Content starts
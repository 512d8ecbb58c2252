use std::path::PathBuf;

use clap::{Parser, Subcommand};
use tracing_subscriber::EnvFilter;

mod build;
mod commands;
mod config;
mod util;

#[derive(Parser)]
#[command(name = "quire", version, about = "A static site generator for Markdown blogs")]
struct Args {
    /// Log what each build stage is doing
    #[arg(short, long, global = true)]
    verbose: bool,

    /// The command to execute
    #[command(subcommand)]
    command: QuireCommand,
}

#[derive(Parser)]
struct InitArgs {
    /// The path to initialize the project in
    path: PathBuf,

    /// Whether to create the directory if it doesn't exist
    #[arg(long, default_value = "false")]
    create: bool,

    /// Title written to the new config file
    #[arg(long, default_value = "My Quire Blog")]
    title: String,
}

#[derive(Parser)]
struct BuildArgs {
    /// The path to the configuration file
    #[arg(short, long, default_value = "quire.yaml")]
    config_file: Option<PathBuf>,

    /// Remove files in the output directory that this build doesn't produce
    #[arg(long, default_value = "false")]
    clean: bool,

    /// Include posts marked as drafts
    #[arg(long, default_value = "false")]
    drafts: bool,
}

#[derive(Parser)]
struct ServeArgs {
    /// The address to bind to
    #[arg(short, long, default_value = "127.0.0.1")]
    bind: String,

    /// The port to bind to
    #[arg(short, long, default_value = "4000")]
    port: u16,

    /// Open the site in the default browser
    #[arg(short, long, default_value = "false")]
    open: bool,

    /// The path to the configuration file
    #[arg(short, long, default_value = "quire.yaml")]
    config_file: Option<PathBuf>,

    /// Whether to watch for changes and rebuild automatically
    #[arg(short, long, default_value = "true", action = clap::ArgAction::Set)]
    watch: bool,

    /// Include posts marked as drafts
    #[arg(long, default_value = "false")]
    drafts: bool,
}

#[derive(Parser)]
struct CleanArgs {
    /// The path to the configuration file
    #[arg(short, long, default_value = "quire.yaml")]
    config_file: Option<PathBuf>,

    /// Only print what would be deleted
    #[arg(long, default_value = "false")]
    dry_run: bool,
}

#[derive(Subcommand)]
enum QuireCommand {
    /// Initialize a new Quire blog
    Init(InitArgs),

    /// Build the site once
    Build(BuildArgs),

    /// Build the site and serve it on a local port
    Serve(ServeArgs),

    /// Remove the generated site
    Clean(CleanArgs),
}

#[tokio::main]
async fn main() -> Result<(), anyhow::Error> {
    let args = Args::parse();

    // --verbose enables DEBUG for quire, otherwise use RUST_LOG or default to INFO
    let filter = if args.verbose {
        EnvFilter::new("quire=debug,info")
    } else {
        EnvFilter::try_from_default_env().unwrap_or_else(|_| EnvFilter::new("info"))
    };
    tracing_subscriber::fmt()
        .with_env_filter(filter)
        .with_target(false)
        .init();

    match args.command {
        QuireCommand::Init(args) => {
            commands::init::run(&args).await?;
        }
        QuireCommand::Build(args) => {
            commands::build::run(&args).await?;
        }
        QuireCommand::Serve(args) => {
            commands::serve::run(&args).await?;
        }
        QuireCommand::Clean(args) => {
            commands::clean::run(&args).await?;
        }
    }

    Ok(())
}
Content ends
WHAT YOU ARE ASKED TO DO
Would you please copy all lines in the data that contain the word "port"?

YOUR RESPONSE
    /// The port to bind to
    port: u16,
    /// Build the site and serve it on a local port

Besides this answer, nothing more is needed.